The best news in a long time has got to be Time magazine’s remarkable story about negotiations taking place between the U.S. and the Iraqi insurgency. Time reports:

"Pentagon officials say the secret contacts with insurgent leaders are being conducted mainly by U.S. diplomats and intelligence officers. A Western observer close to the discussions says that ‘there is no authorized dialogue with the insurgents’ but that the U.S. has joined ‘back-channel’ communications with rebels. Says the observer: ‘There’s a lot bubbling under the surface today.’"

This is enormously significant, first of all because it means an influential section of the U.S. military and political leadership has begun to realize that they can’t win the war in a purely military sense with the present level of resources. Sure, the United States could do what it did to Germany and Japan: it could physically pulverize the country, kill off a significant proportion of the population, and engage in a vast project of social engineering requiring the expenditure of a great deal of money and effort over a long period of time – say, a decade or so.

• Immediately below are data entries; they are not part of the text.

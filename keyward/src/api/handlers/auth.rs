//! Authentication endpoints: register, login, refresh, logout, password change.

use axum::{extract::State, http::StatusCode, Json};

use crate::{
    api::models::{
        auth::{ChangePasswordRequest, LoginRequest, LogoutResponse, RefreshRequest, RegisterRequest, TokenPairResponse},
        users::{CurrentUser, UserResponse},
    },
    auth::{current_user::Fingerprint, engine, password},
    db::{
        handlers::{Repository, Sessions, Users},
        models::users::{UserCreateDBRequest, UserUpdateDBRequest},
    },
    errors::{AuthFailure, Error},
    AppState,
};

fn validate_password_length(state: &AppState, password: &str) -> Result<(), Error> {
    let rules = &state.config.auth.password;
    if password.len() < rules.min_length {
        return Err(Error::BadRequest {
            message: format!("Password must be at least {} characters", rules.min_length),
        });
    }
    if password.len() > rules.max_length {
        return Err(Error::BadRequest {
            message: format!("Password must be no more than {} characters", rules.max_length),
        });
    }
    Ok(())
}

async fn hash_on_blocking_thread(state: &AppState, password: String) -> Result<String, Error> {
    let params = state.config.auth.password.argon2_params();
    tokio::task::spawn_blocking(move || password::hash_password_with_params(&password, Some(params)))
        .await
        .map_err(|e| Error::Internal {
            operation: format!("spawn password hashing task: {e}"),
        })?
}

fn token_pair(state: &AppState, issued: engine::IssuedTokens) -> TokenPairResponse {
    TokenPairResponse {
        access_token: issued.access_token,
        refresh_token: issued.refresh_secret,
        token_type: "bearer".to_string(),
        expires_in: state.config.auth.tokens.access_ttl.as_secs(),
    }
}

/// Register a new user account
#[utoipa::path(
    post,
    path = "/auth/register",
    request_body = RegisterRequest,
    tag = "authentication",
    responses(
        (status = 201, description = "User registered successfully", body = UserResponse),
        (status = 400, description = "Invalid input"),
        (status = 409, description = "User already exists"),
    )
)]
#[tracing::instrument(skip_all)]
pub async fn register(
    State(state): State<AppState>,
    Json(request): Json<RegisterRequest>,
) -> Result<(StatusCode, Json<UserResponse>), Error> {
    validate_password_length(&state, &request.password)?;

    let password_hash = hash_on_blocking_thread(&state, request.password).await?;

    let mut conn = state.db.acquire().await.map_err(crate::db::errors::DbError::from)?;
    let mut user_repo = Users::new(&mut conn);

    // New accounts get the default role; the unique index on email turns a
    // duplicate registration into a 409
    let role_id = user_repo.role_id_by_name("member").await?;
    let created = user_repo
        .create(&UserCreateDBRequest {
            email: request.email,
            password_hash,
            display_name: request.display_name,
            role_id,
        })
        .await?;

    Ok((StatusCode::CREATED, Json(UserResponse::from(created))))
}

/// Authenticate and open a session
#[utoipa::path(
    post,
    path = "/auth/login",
    request_body = LoginRequest,
    tag = "authentication",
    responses(
        (status = 200, description = "Authenticated", body = TokenPairResponse),
        (status = 401, description = "Unauthorized"),
    )
)]
#[tracing::instrument(skip_all)]
pub async fn login(
    State(state): State<AppState>,
    fingerprint: Fingerprint,
    Json(request): Json<LoginRequest>,
) -> Result<Json<TokenPairResponse>, Error> {
    let issued = engine::login(
        &state.db,
        &state.config,
        &request.email,
        &request.password,
        &fingerprint.0,
        request.remember_me,
    )
    .await?;

    Ok(Json(token_pair(&state, issued)))
}

/// Exchange a refresh token for a new token pair
#[utoipa::path(
    post,
    path = "/auth/refresh",
    request_body = RefreshRequest,
    tag = "authentication",
    responses(
        (status = 200, description = "Tokens rotated", body = TokenPairResponse),
        (status = 401, description = "Unauthorized"),
    )
)]
#[tracing::instrument(skip_all)]
pub async fn refresh(
    State(state): State<AppState>,
    fingerprint: Fingerprint,
    Json(request): Json<RefreshRequest>,
) -> Result<Json<TokenPairResponse>, Error> {
    let issued = engine::refresh(&state.db, &state.config, &request.refresh_token, &fingerprint.0).await?;

    Ok(Json(token_pair(&state, issued)))
}

/// Revoke the caller's session
#[utoipa::path(
    post,
    path = "/auth/logout",
    tag = "authentication",
    security(("BearerAuth" = [])),
    responses(
        (status = 200, description = "Session revoked", body = LogoutResponse),
        (status = 401, description = "Unauthorized"),
    )
)]
#[tracing::instrument(skip_all)]
pub async fn logout(State(state): State<AppState>, user: CurrentUser) -> Result<Json<LogoutResponse>, Error> {
    engine::logout(&state.db, user.session_id).await?;

    Ok(Json(LogoutResponse {
        message: "Logged out".to_string(),
    }))
}

/// Change the caller's password
#[utoipa::path(
    post,
    path = "/auth/password-change",
    request_body = ChangePasswordRequest,
    tag = "authentication",
    security(("BearerAuth" = [])),
    responses(
        (status = 200, description = "Password changed", body = LogoutResponse),
        (status = 401, description = "Unauthorized"),
    )
)]
#[tracing::instrument(skip_all)]
pub async fn change_password(
    State(state): State<AppState>,
    user: CurrentUser,
    Json(request): Json<ChangePasswordRequest>,
) -> Result<Json<LogoutResponse>, Error> {
    validate_password_length(&state, &request.new_password)?;

    let mut conn = state.db.acquire().await.map_err(crate::db::errors::DbError::from)?;

    let stored = Users::new(&mut conn)
        .get_by_id(user.id)
        .await?
        .ok_or(Error::unauthorized(AuthFailure::InvalidCredentials))?;

    let current = request.current_password;
    let stored_hash = stored.password_hash;
    let verified = tokio::task::spawn_blocking(move || password::verify_password(&current, &stored_hash))
        .await
        .map_err(|e| Error::Internal {
            operation: format!("join password verification task: {e}"),
        })??;
    if !verified {
        return Err(Error::unauthorized(AuthFailure::InvalidCredentials));
    }

    let new_hash = hash_on_blocking_thread(&state, request.new_password).await?;
    Users::new(&mut conn)
        .update(
            user.id,
            &UserUpdateDBRequest {
                password_hash: Some(new_hash),
                ..Default::default()
            },
        )
        .await?;

    // Every open session dies with the old password
    Sessions::new(&mut conn).revoke_all_for_user(user.id).await?;

    Ok(Json(LogoutResponse {
        message: "Password changed; all sessions revoked".to_string(),
    }))
}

How likely is that? Given the present circumstances, not very.

The alternative, now that we’ve made the mistake of conquering and occupying Iraq, is to get out as soon as possible – that is, without doing any more damage to American interests than the War Party has already inflicted. These negotiations – Time reveals that "two such meetings have taken place" – are a hopeful sign. The more realistic wing of the American power elite – invariably the military wing, as opposed to the warmongering "idealists" of the Chickenhawk Brigade, largely civilians – is finally taking the initiative.

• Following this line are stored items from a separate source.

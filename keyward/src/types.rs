//! Common type definitions for the permission system.
//!
//! This module defines:
//! - Type aliases for entity IDs (UserId, SessionId, etc.)
//! - The [`Action`] enum shared by the database and the resolver
//! - [`abbrev_uuid`] for readable IDs in logs

use serde::{Deserialize, Serialize};
use std::fmt;
use uuid::Uuid;

// Type aliases for IDs
pub type UserId = Uuid;
pub type SessionId = Uuid;
pub type RefreshTokenId = Uuid;
pub type RoleId = i32;
pub type ResourceTypeId = i32;
pub type PermissionId = i32;

/// Abbreviate a UUID to its first 8 characters for more readable logs and traces
/// Example: "550e8400-e29b-41d4-a716-446655440000" -> "550e8400"
pub fn abbrev_uuid(uuid: &Uuid) -> String {
    uuid.to_string().chars().take(8).collect()
}

/// Actions that can be performed on a resource type.
///
/// `Manage` implies the four CRUD actions; the implication is applied by the
/// permission resolver, not stored in the database.
#[derive(Debug, Clone, Copy, PartialEq, Eq, Hash, Serialize, Deserialize, sqlx::Type, utoipa::ToSchema)]
#[sqlx(type_name = "permission_action", rename_all = "lowercase")]
#[serde(rename_all = "lowercase")]
pub enum Action {
    Create,
    Read,
    Update,
    Delete,
    Manage,
}

impl fmt::Display for Action {
    fn fmt(&self, f: &mut fmt::Formatter<'_>) -> fmt::Result {
        match self {
            Action::Create => write!(f, "create"),
            Action::Read => write!(f, "read"),
            Action::Update => write!(f, "update"),
            Action::Delete => write!(f, "delete"),
            Action::Manage => write!(f, "manage"),
        }
    }
}

impl Action {
    /// Actions covered by holding this one.
    pub fn implied(self) -> &'static [Action] {
        match self {
            Action::Manage => &[
                Action::Create,
                Action::Read,
                Action::Update,
                Action::Delete,
                Action::Manage,
            ],
            Action::Create => &[Action::Create],
            Action::Read => &[Action::Read],
            Action::Update => &[Action::Update],
            Action::Delete => &[Action::Delete],
        }
    }
}
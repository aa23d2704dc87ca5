//! Request authentication: bearer-token extraction and fingerprinting.

use crate::{
    api::models::users::CurrentUser,
    auth::tokens,
    db::handlers::{Repository, Sessions, Users},
    errors::{AuthFailure, Error, Result},
    AppState,
};
use axum::{extract::FromRequestParts, http::request::Parts};
use chrono::Utc;
use tracing::instrument;

/// Client fingerprint for the current request.
///
/// Derived from attributes that are stable for one client: the user agent
/// and the forwarded client address (falling back to empty when a proxy
/// does not supply one). Only the digest leaves this function.
#[derive(Debug, Clone)]
pub struct Fingerprint(pub String);

fn header_str<'a>(parts: &'a Parts, name: &str) -> &'a str {
    parts.headers.get(name).and_then(|h| h.to_str().ok()).unwrap_or("")
}

pub fn request_fingerprint(parts: &Parts) -> Fingerprint {
    let user_agent = header_str(parts, "user-agent");
    let addr = header_str(parts, "x-forwarded-for");
    // Proxies append hops; only the original client address is stable
    let addr = addr.split(',').next().unwrap_or("").trim();

    Fingerprint(tokens::derive_fingerprint(user_agent, addr))
}

impl<S> FromRequestParts<S> for Fingerprint
where
    S: Send + Sync,
{
    type Rejection = std::convert::Infallible;

    async fn from_request_parts(parts: &mut Parts, _state: &S) -> std::result::Result<Self, Self::Rejection> {
        Ok(request_fingerprint(parts))
    }
}

impl FromRequestParts<AppState> for CurrentUser {
    type Rejection = Error;

    #[instrument(skip(parts, state))]
    async fn from_request_parts(parts: &mut Parts, state: &AppState) -> Result<Self> {
        let auth_header = parts
            .headers
            .get(axum::http::header::AUTHORIZATION)
            .ok_or(Error::unauthorized(AuthFailure::InvalidCredentials))?;

        let auth_str = auth_header.to_str().map_err(|e| Error::BadRequest {
            message: format!("Invalid authorization header: {e}"),
        })?;

        let token = auth_str
            .strip_prefix("Bearer ")
            .ok_or(Error::unauthorized(AuthFailure::InvalidCredentials))?;

        let fingerprint = request_fingerprint(parts);
        let claims = tokens::decode_access_token(token, &fingerprint.0, state.config.secret_key()?)?;

        let mut conn = state.db.acquire().await.map_err(crate::db::errors::DbError::from)?;

        // A revoked session invalidates its access tokens immediately, not
        // just at the next refresh
        if !Sessions::new(&mut conn).is_live(claims.sid, Utc::now()).await? {
            return Err(Error::unauthorized(AuthFailure::SessionRevoked));
        }

        let user = Users::new(&mut conn)
            .get_by_id(claims.sub)
            .await?
            .ok_or(Error::unauthorized(AuthFailure::InvalidCredentials))?;

        if !user.is_active {
            return Err(Error::unauthorized(AuthFailure::AccountInactive));
        }

        Ok(CurrentUser {
            id: user.id,
            email: user.email,
            display_name: user.display_name,
            role_name: user.role_name,
            session_id: claims.sid,
        })
    }
}

#[cfg(test)]
mod tests {
    use super::*;
    use crate::auth::engine;
    use crate::test_utils::{create_test_config, create_test_user_with_password};
    use axum::extract::FromRequestParts as _;
    use sqlx::PgPool;

    const PASSWORD: &str = "correct horse battery staple";

    fn parts_with_headers(headers: &[(&str, &str)]) -> Parts {
        let mut builder = axum::http::Request::builder().uri("http://localhost/test");
        for (name, value) in headers {
            builder = builder.header(*name, *value);
        }
        let (parts, _body) = builder.body(()).unwrap().into_parts();
        parts
    }

    fn client_headers<'a>(token: &'a str) -> Vec<(&'a str, &'a str)> {
        vec![
            ("authorization", token),
            ("user-agent", "test-agent"),
            ("x-forwarded-for", "198.51.100.7"),
        ]
    }

    fn test_state(pool: PgPool) -> AppState {
        AppState::builder().db(pool).config(create_test_config()).build()
    }

    #[test]
    fn test_fingerprint_ignores_proxy_hops() {
        let direct = parts_with_headers(&[("user-agent", "a"), ("x-forwarded-for", "198.51.100.7")]);
        let hopped = parts_with_headers(&[("user-agent", "a"), ("x-forwarded-for", "198.51.100.7, 10.0.0.1")]);
        assert_eq!(request_fingerprint(&direct).0, request_fingerprint(&hopped).0);
    }

    #[sqlx::test]
    #[test_log::test]
    async fn test_valid_bearer_token_extracts_user(pool: PgPool) {
        let state = test_state(pool.clone());
        let user = create_test_user_with_password(&pool, PASSWORD).await;

        let fp = request_fingerprint(&parts_with_headers(&client_headers("")));
        let issued = engine::login(&pool, &state.config, &user.email, PASSWORD, &fp.0, false)
            .await
            .unwrap();

        let bearer = format!("Bearer {}", issued.access_token);
        let mut parts = parts_with_headers(&client_headers(&bearer));

        let current = CurrentUser::from_request_parts(&mut parts, &state).await.unwrap();
        assert_eq!(current.id, user.id);
        assert_eq!(current.session_id, issued.session_id);
    }

    #[sqlx::test]
    #[test_log::test]
    async fn test_token_from_other_client_rejected(pool: PgPool) {
        let state = test_state(pool.clone());
        let user = create_test_user_with_password(&pool, PASSWORD).await;

        let fp = request_fingerprint(&parts_with_headers(&client_headers("")));
        let issued = engine::login(&pool, &state.config, &user.email, PASSWORD, &fp.0, false)
            .await
            .unwrap();

        // Same token, different user agent
        let bearer = format!("Bearer {}", issued.access_token);
        let mut parts = parts_with_headers(&[
            ("authorization", &bearer),
            ("user-agent", "another-agent"),
            ("x-forwarded-for", "198.51.100.7"),
        ]);

        let err = CurrentUser::from_request_parts(&mut parts, &state).await.unwrap_err();
        assert!(matches!(
            err,
            Error::Unauthorized {
                kind: AuthFailure::FingerprintMismatch
            }
        ));
    }

    #[sqlx::test]
    #[test_log::test]
    async fn test_logout_invalidates_access_token(pool: PgPool) {
        let state = test_state(pool.clone());
        let user = create_test_user_with_password(&pool, PASSWORD).await;

        let fp = request_fingerprint(&parts_with_headers(&client_headers("")));
        let issued = engine::login(&pool, &state.config, &user.email, PASSWORD, &fp.0, false)
            .await
            .unwrap();

        engine::logout(&pool, issued.session_id).await.unwrap();

        let bearer = format!("Bearer {}", issued.access_token);
        let mut parts = parts_with_headers(&client_headers(&bearer));
        let err = CurrentUser::from_request_parts(&mut parts, &state).await.unwrap_err();
        assert!(matches!(
            err,
            Error::Unauthorized {
                kind: AuthFailure::SessionRevoked
            }
        ));
    }

    #[sqlx::test]
    #[test_log::test]
    async fn test_missing_header_rejected(pool: PgPool) {
        let state = test_state(pool);
        let mut parts = parts_with_headers(&[("user-agent", "test-agent")]);

        let err = CurrentUser::from_request_parts(&mut parts, &state).await.unwrap_err();
        assert_eq!(err.status_code(), axum::http::StatusCode::UNAUTHORIZED);
    }
}
//! HTTP API: route handlers and request/response models.

pub mod handlers;
pub mod models;
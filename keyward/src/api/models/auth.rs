//! Request/response models for authentication endpoints.

use serde::{Deserialize, Serialize};
use utoipa::ToSchema;

/// Login request
#[derive(Debug, Clone, Deserialize, ToSchema)]
pub struct LoginRequest {
    pub email: String,
    pub password: String,
    /// Extends the session lifetime when true
    #[serde(default)]
    pub remember_me: bool,
}

/// Refresh request: exchange a refresh secret for a new token pair
#[derive(Debug, Clone, Deserialize, ToSchema)]
pub struct RefreshRequest {
    pub refresh_token: String,
}

/// A freshly issued token pair.
///
/// The refresh token is shown here and never again; the server keeps only a
/// digest of it.
#[derive(Debug, Clone, Serialize, ToSchema)]
pub struct TokenPairResponse {
    pub access_token: String,
    pub refresh_token: String,
    pub token_type: String,
    /// Access-token lifetime in seconds
    pub expires_in: u64,
}

/// Registration request
#[derive(Debug, Clone, Deserialize, ToSchema)]
pub struct RegisterRequest {
    pub email: String,
    pub password: String,
    pub display_name: Option<String>,
}

/// Password change request for the authenticated user
#[derive(Debug, Clone, Deserialize, ToSchema)]
pub struct ChangePasswordRequest {
    pub current_password: String,
    pub new_password: String,
}

/// Logout confirmation
#[derive(Debug, Clone, Serialize, ToSchema)]
pub struct LogoutResponse {
    pub message: String,
}
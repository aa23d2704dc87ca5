//! Database models for sessions and their refresh-token chains.

use crate::types::{RefreshTokenId, SessionId, UserId};
use chrono::{DateTime, Utc};
use sqlx::FromRow;

/// Database response for a session
#[derive(Debug, Clone, FromRow)]
pub struct SessionDBResponse {
    pub id: SessionId,
    pub user_id: UserId,
    pub revoked: bool,
    pub expires_at: DateTime<Utc>,
    pub created_at: DateTime<Utc>,
}

/// Database response for a refresh token row.
///
/// Only the SHA-256 digest of the secret ever touches the database.
#[derive(Debug, Clone, FromRow)]
pub struct RefreshTokenDBResponse {
    pub id: RefreshTokenId,
    pub session_id: SessionId,
    pub token_hash: String,
    pub revoked: bool,
    pub expires_at: DateTime<Utc>,
    pub created_at: DateTime<Utc>,
}

/// A freshly created session together with the raw refresh secret.
///
/// The secret exists only in this value; it is handed to the client once and
/// cannot be recovered afterwards.
#[derive(Debug)]
pub struct NewSession {
    pub session: SessionDBResponse,
    pub refresh_secret: String,
}

/// Result of a successful refresh rotation.
#[derive(Debug)]
pub struct RotatedSession {
    pub session_id: SessionId,
    pub user_id: UserId,
    pub refresh_secret: String,
}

Negotiations are a good way to gather intelligence on an insurgency we know very little about, and this is doubtless the major justification involved for maintaining such contacts. But the mere fact that this initiative exists is evidence that at least some in a position of authority – albeit not in the White House – are looking to build the foundations for a political solution. Clearly, it was the Americans who initiated the negotiations:

"In meetings with Sunni tribal leaders, Lieut. Colonel Rick Welch, the senior special-operations civil-military affairs adviser to the commanding general of the 1st Cavalry Division in Baghdad, put word out that the military was willing to talk to hardliners about their grievances and that, as Welch says, ‘the door is not closed, except for some very top regime guys.’ Welch, a reservist and prosecutor from Morgan County, Ohio, told Time, ‘I don’t meet all the insurgent leaders, but I’ve met some of them.’ Although not an authorized negotiator, Welch has become a back channel in the nascent U.S. dialogue with the insurgents. Insurgent negotiators confirm to Time that they have met with Welch."

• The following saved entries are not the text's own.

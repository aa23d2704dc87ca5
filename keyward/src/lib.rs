//! # keyward: Authentication and Permission Resolution Service
//!
//! `keyward` is a standalone authentication and authorization engine. It issues short-lived
//! signed access tokens bound to a client fingerprint, manages refresh sessions with
//! replay-resistant token rotation, and resolves effective permissions from role defaults
//! combined with per-user overrides.
//!
//! ## Overview
//!
//! Clients authenticate with email and password at `POST /auth/login` and receive a token
//! pair: an access token for request authentication and a single-use refresh secret. Access
//! tokens are HS256-signed JWTs carrying the session id and a fingerprint digest derived from
//! the client's user agent and forwarded address, so a stolen token is useless from another
//! client. Refresh secrets are stored only as digests and are rotated on every use; presenting
//! a retired secret is treated as theft evidence and revokes the whole session chain.
//!
//! Authorization is resolved per request from the database: a user's role contributes a
//! default permission set, per-user overrides add or remove individual permissions, and a
//! `manage` permission on a resource type implies all other actions on it. There are no
//! role-name special cases; administrative power comes entirely from permission rows.
//!
//! ## Architecture
//!
//! The service is built on [Axum](https://github.com/tokio-rs/axum) with PostgreSQL for all
//! persistence. The **API layer** ([`api`]) exposes authentication routes under `/auth/*`,
//! profile and account administration under `/users/*`, and override administration under
//! `/admin/user-permissions/*`. The **authentication layer** ([`auth`]) owns password hashing,
//! token minting and validation, fingerprinting, and permission resolution. The **database
//! layer** ([`db`]) uses the repository pattern; each entity has a repository handling its
//! queries and mutations.
//!
//! ## Quick Start
//!
//! ```no_run
//! use clap::Parser;
//! use keyward::{Application, Config};
//!
//! #[tokio::main]
//! async fn main() -> anyhow::Result<()> {
//!     let args = keyward::config::Args::parse();
//!     let config = Config::load(&args)?;
//!
//!     keyward::telemetry::init_telemetry()?;
//!
//!     let app = Application::new(config).await?;
//!     app.serve(async {
//!         tokio::signal::ctrl_c().await.expect("Failed to listen for Ctrl+C");
//!     })
//!     .await?;
//!
//!     Ok(())
//! }
//! ```
//!
//! ## Database Setup
//!
//! The application requires PostgreSQL and runs migrations on startup:
//!
//! ```no_run
//! # use sqlx::PgPool;
//! # async fn example(pool: PgPool) -> Result<(), sqlx::Error> {
//! keyward::migrator().run(&pool).await?;
//! # Ok(())
//! # }
//! ```
//!
//! ## Configuration
//!
//! See the [`config`] module for configuration options.

pub mod api;
pub mod auth;
pub mod config;
pub mod db;
pub mod errors;
mod openapi;
pub mod telemetry;
pub mod types;

#[cfg(any(test, feature = "test-utils"))]
pub mod test_utils;

use crate::{
    auth::password,
    db::handlers::{Repository, Users},
    db::models::users::{UserCreateDBRequest, UserUpdateDBRequest},
    openapi::ApiDoc,
};
use axum::{
    Router, http,
    http::HeaderValue,
    routing::{get, post},
};
use bon::Builder;
pub use config::Config;
use sqlx::PgPool;
use tokio::net::TcpListener;
use tower_http::{
    cors::CorsLayer,
    trace::{DefaultMakeSpan, DefaultOnRequest, DefaultOnResponse, TraceLayer},
};
use tracing::{Level, debug, info, instrument};
use utoipa::OpenApi;
use utoipa_scalar::{Scalar, Servable};

pub use types::{PermissionId, RoleId, SessionId, UserId};

/// Application state shared across all request handlers.
#[derive(Clone, Builder)]
pub struct AppState {
    pub db: PgPool,
    pub config: Config,
}

/// Get the keyward database migrator
pub fn migrator() -> sqlx::migrate::Migrator {
    sqlx::migrate!("./migrations")
}

/// Create the initial admin user if it doesn't exist.
///
/// Idempotent: creates the admin account on first startup, or updates its
/// password when one is supplied and the account already exists.
#[instrument(skip_all)]
pub async fn create_initial_admin_user(email: &str, admin_password: Option<&str>, db: &PgPool) -> anyhow::Result<UserId> {
    let password_hash = match admin_password {
        Some(pwd) => Some(password::hash_password(pwd).map_err(|e| anyhow::anyhow!("Failed to hash admin password: {e}"))?),
        None => None,
    };

    let mut tx = db.begin().await?;
    let mut user_repo = Users::new(&mut tx);

    if let Some(existing) = user_repo.get_by_email(email).await? {
        if let Some(password_hash) = password_hash {
            user_repo
                .update(
                    existing.id,
                    &UserUpdateDBRequest {
                        password_hash: Some(password_hash),
                        ..Default::default()
                    },
                )
                .await?;
        }
        tx.commit().await?;
        return Ok(existing.id);
    }

    // First boot: the account is usable only when a password was configured,
    // but the row must exist either way so overrides can target it
    let role_id = user_repo.role_id_by_name("admin").await?;
    let created = user_repo
        .create(&UserCreateDBRequest {
            email: email.to_string(),
            password_hash: password_hash.unwrap_or_else(|| password::DUMMY_HASH.to_string()),
            display_name: Some("Administrator".to_string()),
            role_id,
        })
        .await?;

    tx.commit().await?;
    info!(email, "Created initial admin user");
    Ok(created.id)
}

/// Connect to the database, run migrations, and ensure the admin user exists
async fn setup_database(config: &Config) -> anyhow::Result<PgPool> {
    let database_url = config
        .database_url
        .as_deref()
        .ok_or_else(|| anyhow::anyhow!("database_url is not configured; set DATABASE_URL"))?;

    let pool = PgPool::connect(database_url).await?;
    migrator().run(&pool).await?;

    create_initial_admin_user(&config.admin_email, config.admin_password.as_deref(), &pool).await?;

    Ok(pool)
}

/// Create CORS layer from configuration
fn create_cors_layer(config: &Config) -> anyhow::Result<CorsLayer> {
    let mut origins = Vec::new();
    for origin in &config.auth.cors.allowed_origins {
        origins.push(origin.parse::<HeaderValue>()?);
    }

    let mut cors = CorsLayer::new()
        .allow_origin(origins)
        .allow_credentials(config.auth.cors.allow_credentials)
        .expose_headers(vec![http::header::LOCATION]);

    if let Some(max_age) = config.auth.cors.max_age {
        cors = cors.max_age(std::time::Duration::from_secs(max_age));
    }

    Ok(cors)
}

/// Build the application router with all endpoints and middleware.
#[instrument(skip_all)]
pub fn build_router(state: &AppState) -> anyhow::Result<Router> {
    let auth_routes = Router::new()
        .route("/auth/register", post(api::handlers::auth::register))
        .route("/auth/login", post(api::handlers::auth::login))
        .route("/auth/refresh", post(api::handlers::auth::refresh))
        .route("/auth/logout", post(api::handlers::auth::logout))
        .route("/auth/password-change", post(api::handlers::auth::change_password))
        .with_state(state.clone());

    let user_routes = Router::new()
        .route("/users/me", get(api::handlers::users::me).patch(api::handlers::users::update_me))
        .route("/users", get(api::handlers::users::list_users))
        .route(
            "/users/{user_id}",
            get(api::handlers::users::get_user).delete(api::handlers::users::deactivate_user),
        )
        .route(
            "/admin/user-permissions/{user_id}",
            get(api::handlers::permissions::get_user_permissions).put(api::handlers::permissions::set_user_permission),
        )
        .with_state(state.clone());

    let router = Router::new()
        .route("/healthz", get(|| async { "OK" }))
        .merge(auth_routes)
        .merge(user_routes)
        .merge(Scalar::with_url("/docs", ApiDoc::openapi()));

    let cors_layer = create_cors_layer(&state.config)?;

    let router = router.layer(cors_layer).layer(
        TraceLayer::new_for_http()
            .make_span_with(DefaultMakeSpan::new().level(Level::INFO))
            .on_request(DefaultOnRequest::new().level(Level::INFO))
            .on_response(DefaultOnResponse::new().level(Level::INFO)),
    );

    Ok(router)
}

/// Main application struct that owns all resources and lifecycle.
///
/// 1. **Create**: [`Application::new`] connects to the database, runs migrations
///    and ensures the initial admin user exists
/// 2. **Serve**: [`Application::serve`] binds to a TCP port and handles requests
///    until the shutdown future resolves
pub struct Application {
    router: Router,
    config: Config,
    pool: PgPool,
}

impl Application {
    /// Create a new application instance with all resources initialized
    pub async fn new(config: Config) -> anyhow::Result<Self> {
        debug!("Starting keyward with configuration: {:#?}", config);

        config.validate()?;
        let pool = setup_database(&config).await?;

        let app_state = AppState::builder().db(pool.clone()).config(config.clone()).build();
        let router = build_router(&app_state)?;

        Ok(Self { router, config, pool })
    }

    /// Start serving the application
    pub async fn serve<F>(self, shutdown: F) -> anyhow::Result<()>
    where
        F: std::future::Future<Output = ()> + Send + 'static,
    {
        let bind_addr = self.config.bind_address();
        let listener = TcpListener::bind(&bind_addr).await?;
        info!("Keyward listening on http://{}", bind_addr);

        axum::serve(listener, self.router.into_make_service())
            .with_graceful_shutdown(shutdown)
            .await?;

        info!("Closing database connections...");
        self.pool.close().await;

        Ok(())
    }
}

This news – and it is very good news – underscores a point that has been made in this space repeatedly: organized Iraqi resistance to the occupation is far from united, either ideologically or organizationally. The fiction that the insurgents are somehow personified by Abu al-Zarqawi, the Iraqi face of al-Qaeda, may have some propagandistic utility on the home front, where the American people are kept on a strict diet of nonstop fantasy as far as the actions of their government abroad are concerned. But on the ground in Iraq it is worse than useless: wearing ideological blinders on the battlefield would be fatal.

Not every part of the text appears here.